WHAT YOU HAVE TO DO:
From the line that holds "if u & 0x80" to the last line of the data, copy everything exactly; leave out all the rest.

PROVIDED RECORDS:
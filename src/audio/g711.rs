//! G.711 mu-law companding (16-bit linear <-> 8-bit log).

const BIAS: i32 = 0x84;
const CLIP: i32 = 32635;

/// Encoded value of a zero sample; used to pad short frames.
pub const ULAW_SILENCE: u8 = 0xFF;

/// Compresses one 16-bit sample.
pub fn linear_to_ulaw(sample: i16) -> u8 {
    let mut pcm = sample as i32;
    let sign = if pcm < 0 {
        pcm = -pcm;
        0x80
    } else {
        0x00
    };
    pcm = pcm.min(CLIP) + BIAS;

    let mut exponent = 7;
    let mut mask = 0x4000;
    while exponent > 0 && pcm & mask == 0 {
        exponent -= 1;
        mask >>= 1;
    }
    let mantissa = (pcm >> (exponent + 3)) & 0x0F;

    !((sign | (exponent << 4) | mantissa) as u8)
}

/// Expands one mu-law byte.
pub fn ulaw_to_linear(byte: u8) -> i16 {
    let u = !byte;
    let exponent = ((u >> 4) & 0x07) as i32;
    let mantissa = (u & 0x0F) as i32;
    let magnitude = (((mantissa << 3) + BIAS) << exponent) - BIAS;
    if u & 0x80 != 0 {
        -magnitude as i16
    } else {
        magnitude as i16
    }
}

EXPECTED OUTPUT:
    if u & 0x80 != 0 {
        -magnitude as i16
    } else {
        magnitude as i16
    }
}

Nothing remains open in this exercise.